Plaintiffs in the Batton case are expected to object to these settlements, based on what they have described as an “end-run” by NAR and brokerages who settled in Tuccori, allegedly to get better deals.
Here is the list of companies that settled in Tuccori:
HomeSmart International, LLC — $600,000
Fathom Realty, LLC — $250,000
Realty ONE Group Inc. and Kempa and Associates LLC — $500,000
Umro Realty Corp — $300,000
Douglas Elliman Inc. — $2 million
Hanna Holdings, Inc. — $8.25 million
HomeServices of America, Inc., BHH Affiliates, LLC, and HSF Affiliates LLC — $30 million
National Association of REALTORS® — $52.25 million
eXp World Holdings, Inc. — $4.3 million
Compass, Inc. — $7.3 million
United Real Estate Holdings, LLC — $487,500
Anywhere — $10.78 million
Others (including @properties) — $3.2 million
Rocket sues UWM in $100M suit over alleged breach of contract
On May 14, Rocket Mortgage filed a lawsuit against United Wholesale Mortgage (UWM) for allegedly breaching a non-solicitation agreement tied to mortgage servicing rights purchases.
The lawsuit centers on three bundles of mortgage servicing rights that Mr.
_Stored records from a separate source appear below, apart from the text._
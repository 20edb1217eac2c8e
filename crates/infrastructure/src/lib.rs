//! Infrastructure adapters for application ports.

#![forbid(unsafe_code)]

mod console_intake_notifier;
mod in_memory_case_repository;
mod in_memory_rate_limit_store;
mod local_document_storage;
mod postgres_case_repository;

pub use console_intake_notifier::ConsoleIntakeNotifier;
pub use in_memory_case_repository::InMemoryCaseRepository;
pub use in_memory_rate_limit_store::{GC_INTERVAL_SECONDS, InMemoryRateLimitStore};
pub use local_document_storage::{
    LocalDocumentStorage, MIN_URL_SECRET_LENGTH, content_type_for_key,
};
pub use postgres_case_repository::PostgresCaseRepository;
use hsg_core::AppError;
use sqlx::PgPool;
use sqlx::postgres::PgPoolOptions;

pub async fn connect_and_migrate(database_url: &str) -> Result<PgPool, AppError> {
    let pool = PgPoolOptions::new()
        .max_connections(10)
        .connect(database_url)
        .await
        .map_err(|error| AppError::Internal(format!("failed to connect to database: {error}")))?;

    sqlx::migrate!("../../crates/infrastructure/migrations")
        .run(&pool)
        .await
        .map_err(|error| AppError::Internal(format!("failed to run migrations: {error}")))?;

    Ok(pool)
}
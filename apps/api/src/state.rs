use std::sync::Arc;

use hsg_application::{
    CaseService, Clock, DocumentService, IntakeService, RateLimitRule, RateLimitService,
};
use hsg_infrastructure::LocalDocumentStorage;
use ipnet::IpNet;
use sqlx::PgPool;

use crate::api_config::PersistenceBackend;

/// Shared application state.
#[derive(Clone)]
pub struct AppState {
    pub intake_service: IntakeService,
    pub case_service: CaseService,
    pub document_service: DocumentService,
    pub rate_limit_service: RateLimitService,
    pub intake_rate_rule: RateLimitRule,
    pub document_storage: LocalDocumentStorage,
    pub clock: Arc<dyn Clock>,
    pub admin_token_digest: [u8; 32],
    pub trusted_proxies: Arc<Vec<IpNet>>,
    pub persistence_backend: PersistenceBackend,
    pub postgres_pool: Option<PgPool>,
}
//! Intake submission types and form validation rules.

use chrono::{DateTime, Utc};
use hsg_core::{AppResult, FieldErrors};
use serde::{Deserialize, Serialize};

use crate::IntakeId;

/// Maximum number of characters accepted for the contact name.
pub const NAME_MAX_LENGTH: usize = 200;

/// Maximum number of characters accepted for the phone number.
pub const PHONE_MAX_LENGTH: usize = 30;

/// Maximum number of characters accepted for the free-form message.
pub const MESSAGE_MAX_LENGTH: usize = 5000;

/// Summary message returned when one or more intake fields are invalid.
pub const INTAKE_VALIDATION_MESSAGE: &str = "Please fix the highlighted fields.";

/// Raw intake form values as received from the public form.
#[derive(Debug, Clone, Default, PartialEq, Eq, Serialize, Deserialize)]
#[serde(rename_all = "camelCase")]
pub struct IntakeDraft {
    /// Contact name.
    #[serde(default)]
    pub name: String,
    /// Contact email address.
    #[serde(default)]
    pub email: String,
    /// Contact phone number.
    #[serde(default)]
    pub phone: String,
    /// Selected business stage.
    #[serde(default)]
    pub business_stage: String,
    /// Selected service.
    #[serde(default)]
    pub service_needed: String,
    /// Optional free-form message.
    #[serde(default)]
    pub message: Option<String>,
}

/// A validated intake submission ready to be persisted.
#[derive(Debug, Clone, PartialEq, Eq)]
pub struct IntakeSubmission {
    name: String,
    email: EmailAddress,
    phone: String,
    business_stage: String,
    service_needed: String,
    message: Option<String>,
}

impl IntakeSubmission {
    /// Validates a draft, collecting the first error for every invalid field.
    pub fn validate(draft: IntakeDraft) -> AppResult<Self> {
        let mut errors = FieldErrors::new();

        let name = draft.name.trim();
        if name.is_empty() {
            errors.add("name", "Name is required.");
        } else if name.chars().count() > NAME_MAX_LENGTH {
            errors.add("name", "Name must be under 200 characters.");
        }

        let email = draft.email.trim();
        let parsed_email = if email.is_empty() {
            errors.add("email", "Email is required.");
            None
        } else {
            match EmailAddress::new(email) {
                Ok(address) => Some(address),
                Err(_) => {
                    errors.add("email", "Please enter a valid email address.");
                    None
                }
            }
        };

        let phone = draft.phone.trim();
        if phone.is_empty() {
            errors.add("phone", "Phone number is required.");
        } else if phone.chars().count() > PHONE_MAX_LENGTH {
            errors.add("phone", "Phone number is too long.");
        }

        if draft.business_stage.is_empty() {
            errors.add("businessStage", "Business stage is required.");
        }

        if draft.service_needed.is_empty() {
            errors.add("serviceNeeded", "Service selection is required.");
        }

        let message = draft.message.unwrap_or_default();
        if message.chars().count() > MESSAGE_MAX_LENGTH {
            errors.add("message", "Message must be under 5,000 characters.");
        }

        errors.into_result(INTAKE_VALIDATION_MESSAGE)?;

        let Some(email) = parsed_email else {
            return Err(hsg_core::AppError::Internal(
                "email validation produced no address".to_owned(),
            ));
        };

        Ok(Self {
            name: name.to_owned(),
            email,
            phone: phone.to_owned(),
            business_stage: draft.business_stage,
            service_needed: draft.service_needed,
            message: (!message.is_empty()).then_some(message),
        })
    }

    /// Returns the trimmed contact name.
    #[must_use]
    pub fn name(&self) -> &str {
        self.name.as_str()
    }

    /// Returns the validated email address.
    #[must_use]
    pub fn email(&self) -> &EmailAddress {
        &self.email
    }

    /// Returns the trimmed phone number.
    #[must_use]
    pub fn phone(&self) -> &str {
        self.phone.as_str()
    }

    /// Returns the selected business stage.
    #[must_use]
    pub fn business_stage(&self) -> &str {
        self.business_stage.as_str()
    }

    /// Returns the selected service.
    #[must_use]
    pub fn service_needed(&self) -> &str {
        self.service_needed.as_str()
    }

    /// Returns the message, if one was provided.
    #[must_use]
    pub fn message(&self) -> Option<&str> {
        self.message.as_deref()
    }
}

/// Persisted intake submission.
#[derive(Debug, Clone, PartialEq, Eq, Serialize, Deserialize)]
pub struct IntakeRecord {
    /// Intake identifier.
    pub id: IntakeId,
    /// Creation timestamp.
    pub created_at: DateTime<Utc>,
    /// Contact name.
    pub name: String,
    /// Contact email.
    pub email: String,
    /// Contact phone.
    pub phone: String,
    /// Selected business stage.
    pub business_stage: String,
    /// Selected service.
    pub service_needed: String,
    /// Optional message.
    pub message: Option<String>,
}

/// Structurally validated email address.
#[derive(Debug, Clone, PartialEq, Eq, Hash, Serialize, Deserialize)]
pub struct EmailAddress(String);

impl EmailAddress {
    /// Creates a validated email address.
    ///
    /// Requires exactly one `@`, a non-empty local part, a dotted domain with
    /// non-empty labels, and no whitespace.
    pub fn new(value: impl Into<String>) -> AppResult<Self> {
        let value = value.into();
        let trimmed = value.trim();

        let invalid = |reason: &str| {
            Err(hsg_core::AppError::Validation(format!(
                "invalid email address: {reason}"
            )))
        };

        if trimmed.is_empty() {
            return invalid("must not be empty");
        }

        if trimmed.chars().any(char::is_whitespace) {
            return invalid("must not contain whitespace");
        }

        let Some((local, domain)) = trimmed.split_once('@') else {
            return invalid("must contain '@'");
        };

        if local.is_empty() || domain.contains('@') {
            return invalid("must contain exactly one '@' after a local part");
        }

        if !domain.contains('.') || domain.split('.').any(str::is_empty) {
            return invalid("domain must contain non-empty dotted labels");
        }

        if trimmed.len() > 254 {
            return invalid("must not exceed 254 characters");
        }

        Ok(Self(trimmed.to_owned()))
    }

    /// Returns the validated email string.
    #[must_use]
    pub fn as_str(&self) -> &str {
        self.0.as_str()
    }
}

impl From<EmailAddress> for String {
    fn from(value: EmailAddress) -> Self {
        value.0
    }
}

/// Business maturity options offered by the intake form.
#[derive(Debug, Clone, Copy, PartialEq, Eq, Hash)]
pub enum BusinessStage {
    /// Idea stage.
    Idea,
    /// Preparing to launch.
    PreLaunch,
    /// Formed within the last year.
    NewlyFormed,
    /// Operating for one to three years.
    Operating,
    /// Operating for more than three years.
    Scaling,
}

impl BusinessStage {
    /// Returns all stages in display order.
    #[must_use]
    pub fn all() -> &'static [Self] {
        &[
            Self::Idea,
            Self::PreLaunch,
            Self::NewlyFormed,
            Self::Operating,
            Self::Scaling,
        ]
    }

    /// Returns the stable form value.
    #[must_use]
    pub fn as_str(&self) -> &'static str {
        match self {
            Self::Idea => "idea",
            Self::PreLaunch => "pre-launch",
            Self::NewlyFormed => "newly-formed",
            Self::Operating => "operating",
            Self::Scaling => "scaling",
        }
    }

    /// Returns the human-readable label.
    #[must_use]
    pub fn label(&self) -> &'static str {
        match self {
            Self::Idea => "Idea Stage",
            Self::PreLaunch => "Pre-Launch",
            Self::NewlyFormed => "Newly Formed (0–12 months)",
            Self::Operating => "Operating (1–3 years)",
            Self::Scaling => "Scaling (3+ years)",
        }
    }
}

/// Service options offered by the intake form.
#[derive(Debug, Clone, Copy, PartialEq, Eq, Hash)]
pub enum ServiceType {
    /// Business formation and structuring.
    Formation,
    /// Compliance and operations setup.
    Compliance,
    /// Strategic advisory.
    Advisory,
    /// Managed business services.
    Managed,
    /// Business credit enablement.
    CreditEnablement,
    /// Anything else.
    Other,
}

impl ServiceType {
    /// Returns all service types in display order.
    #[must_use]
    pub fn all() -> &'static [Self] {
        &[
            Self::Formation,
            Self::Compliance,
            Self::Advisory,
            Self::Managed,
            Self::CreditEnablement,
            Self::Other,
        ]
    }

    /// Returns the stable form value.
    #[must_use]
    pub fn as_str(&self) -> &'static str {
        match self {
            Self::Formation => "formation",
            Self::Compliance => "compliance",
            Self::Advisory => "advisory",
            Self::Managed => "managed",
            Self::CreditEnablement => "credit-enablement",
            Self::Other => "other",
        }
    }

    /// Returns the human-readable label.
    #[must_use]
    pub fn label(&self) -> &'static str {
        match self {
            Self::Formation => "Business Formation & Structuring",
            Self::Compliance => "Compliance & Operations Setup",
            Self::Advisory => "Strategic Advisory",
            Self::Managed => "Managed Business Services",
            Self::CreditEnablement => "Credit Enablement",
            Self::Other => "Other / Not Sure",
        }
    }
}

#[cfg(test)]
mod tests {
    use hsg_core::AppError;

    use super::{EmailAddress, IntakeDraft, IntakeSubmission};

    fn valid_draft() -> IntakeDraft {
        IntakeDraft {
            name: "  Dana Whitfield ".to_owned(),
            email: "dana@example.com".to_owned(),
            phone: "555-0100".to_owned(),
            business_stage: "operating".to_owned(),
            service_needed: "formation".to_owned(),
            message: None,
        }
    }

    #[test]
    fn valid_draft_is_trimmed_and_accepted() {
        let submission = IntakeSubmission::validate(valid_draft());
        assert!(submission.is_ok());

        let submission = match submission {
            Ok(value) => value,
            Err(error) => panic!("unexpected validation error: {error}"),
        };
        assert_eq!(submission.name(), "Dana Whitfield");
        assert_eq!(submission.message(), None);
    }

    #[test]
    fn missing_fields_are_reported_per_field() {
        let result = IntakeSubmission::validate(IntakeDraft::default());

        let Err(AppError::InvalidFields { fields, .. }) = result else {
            panic!("expected field errors");
        };
        assert_eq!(fields.get("name"), Some("Name is required."));
        assert_eq!(fields.get("email"), Some("Email is required."));
        assert_eq!(fields.get("phone"), Some("Phone number is required."));
        assert_eq!(
            fields.get("businessStage"),
            Some("Business stage is required.")
        );
        assert_eq!(
            fields.get("serviceNeeded"),
            Some("Service selection is required.")
        );
        assert_eq!(fields.get("message"), None);
    }

    #[test]
    fn overlong_values_are_rejected() {
        let mut draft = valid_draft();
        draft.name = "x".repeat(201);
        draft.phone = "1".repeat(31);
        draft.message = Some("m".repeat(5001));

        let Err(AppError::InvalidFields { fields, .. }) = IntakeSubmission::validate(draft) else {
            panic!("expected field errors");
        };
        assert_eq!(fields.len(), 3);
    }

    #[test]
    fn empty_message_is_stored_as_none() {
        let mut draft = valid_draft();
        draft.message = Some(String::new());

        let submission = IntakeSubmission::validate(draft);
        assert!(submission.is_ok_and(|value| value.message().is_none()));
    }

    #[test]
    fn email_requires_dotted_domain() {
        assert!(EmailAddress::new("dana@example").is_err());
        assert!(EmailAddress::new("dana@@example.com").is_err());
        assert!(EmailAddress::new("da na@example.com").is_err());
        assert!(EmailAddress::new("dana@example.com").is_ok());
    }
}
Cooper Group—which Rocket acquired in October 2025—purchased from UWM for $773 million between January and June 2024. The deals involved approximately 182,000 mortgages with an unpaid principal balance of roughly $65 billion.
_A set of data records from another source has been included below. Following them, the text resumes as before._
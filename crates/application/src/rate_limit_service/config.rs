use chrono::TimeDelta;
use hsg_core::{AppError, AppResult};

/// Requests admitted per window when no limit is configured.
pub const DEFAULT_RATE_LIMIT: u32 = 5;

/// Window length in milliseconds when none is configured.
pub const DEFAULT_RATE_WINDOW_MS: u64 = 60_000;

/// Configuration for a rate limit rule.
#[derive(Debug, Clone, PartialEq, Eq)]
pub struct RateLimitRule {
    category: String,
    limit: u32,
    window: TimeDelta,
}

impl RateLimitRule {
    /// Creates a rule admitting `limit` requests per `window_ms` milliseconds.
    ///
    /// Both values must be greater than zero.
    pub fn new(category: impl Into<String>, limit: u32, window_ms: u64) -> AppResult<Self> {
        if limit == 0 {
            return Err(AppError::Validation(
                "rate limit must be greater than zero".to_owned(),
            ));
        }

        if window_ms == 0 {
            return Err(AppError::Validation(
                "rate limit window must be greater than zero".to_owned(),
            ));
        }

        let window = i64::try_from(window_ms)
            .ok()
            .and_then(TimeDelta::try_milliseconds)
            .ok_or_else(|| {
                AppError::Validation(format!("rate limit window {window_ms}ms is out of range"))
            })?;

        Ok(Self {
            category: category.into(),
            limit,
            window,
        })
    }

    /// Creates a rule with the default limit and window.
    pub fn with_defaults(category: impl Into<String>) -> AppResult<Self> {
        Self::new(category, DEFAULT_RATE_LIMIT, DEFAULT_RATE_WINDOW_MS)
    }

    /// The route or category name the rule applies to (e.g. `"intake"`).
    #[must_use]
    pub fn category(&self) -> &str {
        self.category.as_str()
    }

    /// Maximum number of admitted requests per window.
    #[must_use]
    pub fn limit(&self) -> u32 {
        self.limit
    }

    /// Window length.
    #[must_use]
    pub fn window(&self) -> TimeDelta {
        self.window
    }

    /// Builds the store key for an identifier under this rule.
    #[must_use]
    pub fn key_for(&self, identifier: &str) -> String {
        format!("{}:{identifier}", self.category)
    }
}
As part of the purchase agreements, UWM contractually agreed to refrain from soliciting borrowers to refinance the acquired loans during their lifetime. Rocket claims UWM systematically violated the agreement through a coordinated campaign involving three separate programs.
The most aggressive initiative came in March 2025, after Rocket announced its acquisition of Mr. Cooper. UWM Chairman and CEO Mat Ishbia introduced “Refi Shield 100,” offering brokers a 100-basis-point interest rate reduction specifically for loans sold to Mr. Cooper. In a weekly video to brokers, Ishbia stated he would “lose money just for fun” to prevent the loans from going to Rocket and explicitly told brokers to target Mr. Cooper’s servicing portfolio.
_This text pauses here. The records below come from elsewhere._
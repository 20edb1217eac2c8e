//! Shared primitives for all HSG intake crates.

#![forbid(unsafe_code)]

use std::collections::BTreeMap;

use serde::{Deserialize, Serialize};
use thiserror::Error;

/// Result type used across HSG intake crates.
pub type AppResult<T> = Result<T, AppError>;

/// A validated non-empty UTF-8 string.
#[derive(Debug, Clone, PartialEq, Eq, Hash, Serialize, Deserialize)]
pub struct NonEmptyString(String);

impl NonEmptyString {
    /// Creates a validated non-empty string.
    pub fn new(value: impl Into<String>) -> AppResult<Self> {
        let value = value.into();
        if value.trim().is_empty() {
            return Err(AppError::Validation(
                "value must not be empty or whitespace".to_owned(),
            ));
        }

        Ok(Self(value))
    }

    /// Returns the underlying string slice.
    #[must_use]
    pub fn as_str(&self) -> &str {
        self.0.as_str()
    }
}

impl From<NonEmptyString> for String {
    fn from(value: NonEmptyString) -> Self {
        value.0
    }
}

/// Field-level validation messages keyed by input field name.
///
/// Only the first message reported for a field is kept, which matches what a
/// form can display next to a single input.
#[derive(Debug, Clone, Default, PartialEq, Eq, Serialize, Deserialize)]
pub struct FieldErrors(BTreeMap<String, String>);

impl FieldErrors {
    /// Creates an empty error map.
    #[must_use]
    pub fn new() -> Self {
        Self::default()
    }

    /// Records a message for a field unless one is already present.
    pub fn add(&mut self, field: impl Into<String>, message: impl Into<String>) {
        self.0.entry(field.into()).or_insert_with(|| message.into());
    }

    /// Returns the message recorded for a field.
    #[must_use]
    pub fn get(&self, field: &str) -> Option<&str> {
        self.0.get(field).map(String::as_str)
    }

    /// Returns whether no field has an error.
    #[must_use]
    pub fn is_empty(&self) -> bool {
        self.0.is_empty()
    }

    /// Number of fields with an error.
    #[must_use]
    pub fn len(&self) -> usize {
        self.0.len()
    }

    /// Iterates over `(field, message)` pairs in field order.
    pub fn iter(&self) -> impl Iterator<Item = (&str, &str)> {
        self.0
            .iter()
            .map(|(field, message)| (field.as_str(), message.as_str()))
    }

    /// Returns `Ok(())` when empty, otherwise an [`AppError::InvalidFields`].
    pub fn into_result(self, message: impl Into<String>) -> AppResult<()> {
        if self.is_empty() {
            return Ok(());
        }

        Err(AppError::InvalidFields {
            message: message.into(),
            fields: self,
        })
    }
}

/// Common application error categories.
#[derive(Debug, Error)]
pub enum AppError {
    /// Invalid input or violated invariant.
    #[error("validation error: {0}")]
    Validation(String),

    /// One or more input fields failed validation.
    #[error("validation error: {message}")]
    InvalidFields {
        /// Summary message for the whole payload.
        message: String,
        /// Per-field messages.
        fields: FieldErrors,
    },

    /// Requested resource does not exist.
    #[error("not found: {0}")]
    NotFound(String),

    /// Write operation conflicts with existing state.
    #[error("conflict: {0}")]
    Conflict(String),

    /// Caller is not authenticated or presented an invalid credential.
    #[error("unauthorized: {0}")]
    Unauthorized(String),

    /// Caller exceeded the request budget for the current window.
    #[error("rate limited: {0}")]
    RateLimited(String),

    /// Internal unexpected error.
    #[error("internal error: {0}")]
    Internal(String),
}

#[cfg(test)]
mod tests {
    use super::{AppError, FieldErrors, NonEmptyString};

    #[test]
    fn non_empty_string_rejects_whitespace() {
        let result = NonEmptyString::new("   ");
        assert!(result.is_err());
    }

    #[test]
    fn field_errors_keep_first_message_per_field() {
        let mut errors = FieldErrors::new();
        errors.add("name", "Name is required.");
        errors.add("name", "Name must be under 200 characters.");
        errors.add("email", "Email is required.");

        assert_eq!(errors.len(), 2);
        assert_eq!(errors.get("name"), Some("Name is required."));
    }

    #[test]
    fn empty_field_errors_convert_to_ok() {
        assert!(FieldErrors::new().into_result("unused").is_ok());
    }

    #[test]
    fn populated_field_errors_convert_to_invalid_fields() {
        let mut errors = FieldErrors::new();
        errors.add("phone", "Phone number is required.");

        let result = errors.into_result("Please fix the highlighted fields.");
        assert!(matches!(
            result,
            Err(AppError::InvalidFields { ref fields, .. }) if fields.get("phone").is_some()
        ));
    }
}
use axum::Json;
use axum::extract::State;
use axum::extract::rejection::JsonRejection;
use axum::http::StatusCode;
use hsg_domain::IntakeDraft;

use crate::dto::{IntakeOptionsResponse, SubmitIntakeResponse};
use crate::error::{ApiError, ApiResult};
use crate::state::AppState;

pub async fn intake_options_handler() -> Json<IntakeOptionsResponse> {
    Json(IntakeOptionsResponse::catalog())
}

pub async fn submit_intake_handler(
    State(state): State<AppState>,
    payload: Result<Json<IntakeDraft>, JsonRejection>,
) -> ApiResult<(StatusCode, Json<SubmitIntakeResponse>)> {
    let Json(draft) = payload.map_err(|_| ApiError::bad_request("Invalid JSON body."))?;

    let receipt = state.intake_service.submit(draft).await?;

    Ok((
        StatusCode::CREATED,
        Json(SubmitIntakeResponse::from(receipt)),
    ))
}
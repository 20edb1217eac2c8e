use serde::Serialize;
use ts_rs::TS;

/// Health response payload.
#[derive(Debug, Serialize, TS)]
#[ts(
    export,
    export_to = "../../../../packages/api-types/src/generated/health-response.ts"
)]
pub struct HealthResponse {
    pub status: &'static str,
    pub ready: bool,
    pub persistence: HealthDependencyStatus,
}

/// Status of one backing dependency.
#[derive(Debug, Serialize, TS)]
#[ts(
    export,
    export_to = "../../../../packages/api-types/src/generated/health-dependency-status.ts"
)]
pub struct HealthDependencyStatus {
    pub backend: &'static str,
    pub status: &'static str,
    pub detail: Option<String>,
}

/// Bare success acknowledgement.
#[derive(Debug, Serialize, TS)]
#[ts(
    export,
    export_to = "../../../../packages/api-types/src/generated/ok-response.ts"
)]
pub struct OkResponse {
    pub ok: bool,
}

impl OkResponse {
    pub fn new() -> Self {
        Self { ok: true }
    }
}
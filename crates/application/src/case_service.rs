//! Admin console operations on filing cases.

use std::sync::Arc;

use hsg_core::{AppError, AppResult};
use hsg_domain::{CaseId, CasePatch, CaseStatusFilter, CaseWithIntake};

use crate::{CaseRepository, Clock};


/// Application service for case administration.
#[derive(Clone)]
pub struct CaseService {
    cases: Arc<dyn CaseRepository>,
    clock: Arc<dyn Clock>,
}

impl CaseService {
    /// Creates a new case service.
    #[must_use]
    pub fn new(cases: Arc<dyn CaseRepository>, clock: Arc<dyn Clock>) -> Self {
        Self { cases, clock }
    }

    /// Lists cases newest first, optionally filtered by status.
    pub async fn list_cases(&self, filter: CaseStatusFilter) -> AppResult<Vec<CaseWithIntake>> {
        self.cases.list_cases(filter).await
    }

    /// Returns one case with its intake.
    pub async fn get_case(&self, case_id: CaseId) -> AppResult<CaseWithIntake> {
        self.cases
            .find_case(case_id)
            .await?
            .ok_or_else(|| AppError::NotFound("Case not found.".to_owned()))
    }

    /// Applies whitelisted field updates to a case.
    pub async fn update_case(
        &self,
        case_id: CaseId,
        patch: CasePatch,
    ) -> AppResult<CaseWithIntake> {
        if patch.is_empty() {
            return Err(AppError::Validation(
                "No valid fields to update.".to_owned(),
            ));
        }

        self.cases
            .update_case(case_id, &patch, self.clock.now())
            .await?
            .ok_or_else(|| AppError::NotFound("Case not found.".to_owned()))
    }
}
NWMLS accuses Compass of refusing to produce documents
In a court filing in federal court in Washington on Sunday, May 17, Northwest MLS (NWMLS) is accusing mega-brokerage Compass of promising, then failing to produce documents, datasets and communications in a lawsuit over private listing rules, as both parties have accused each other of anti-competitive practices.
In the latest filing, NWMLS is asking a judge to force Compass to produce documents—everything from communications regarding its marketing strategies to datasets used to study the efficacy of pre-marketing—that it claims the brokerage promised to provide more than two weeks ago.
“In what appears to be an attempt to prejudice NWMLS by withholding outstanding material until the eve of the current discovery cutoff, Compass engages in bad faith litigation tactics. Such conduct is inexcusable,” NWMLS’s lawyers wrote.
NWMLS is also asking Judge Jamal Whitehead, who is overseeing the case, to force Compass to pay its legal costs related to the delay—adding to what has been a bitter dispute amid industry-wide conflict over pre-marketing practices.
Lawyers sue competing class counsel over settlement fairness in buyer commission case
Ryan Eisner—a named plaintiff in the Batton antitrust case against real estate brokers—has sued the lawyers representing the settlement class in the parallel Tuccori case.
Eisner alleges these class counsel breached their fiduciary duties by negotiating what he characterizes as an inadequate settlement that undervalues claims against two brokerages, describing it as a “reverse auction” designed to secure attorneys’ fees with minimal work.
Back in March, on consecutive days in court, Judge Lindsay C. Jenkins and Judge LaShonda Hunt denied the Batton plaintiffs’ motions to intervene in Tuccori, reassign the cases and obtain a preliminary injunction, with both judges indicating the plaintiffs had an adequate remedy through objections at the hearing.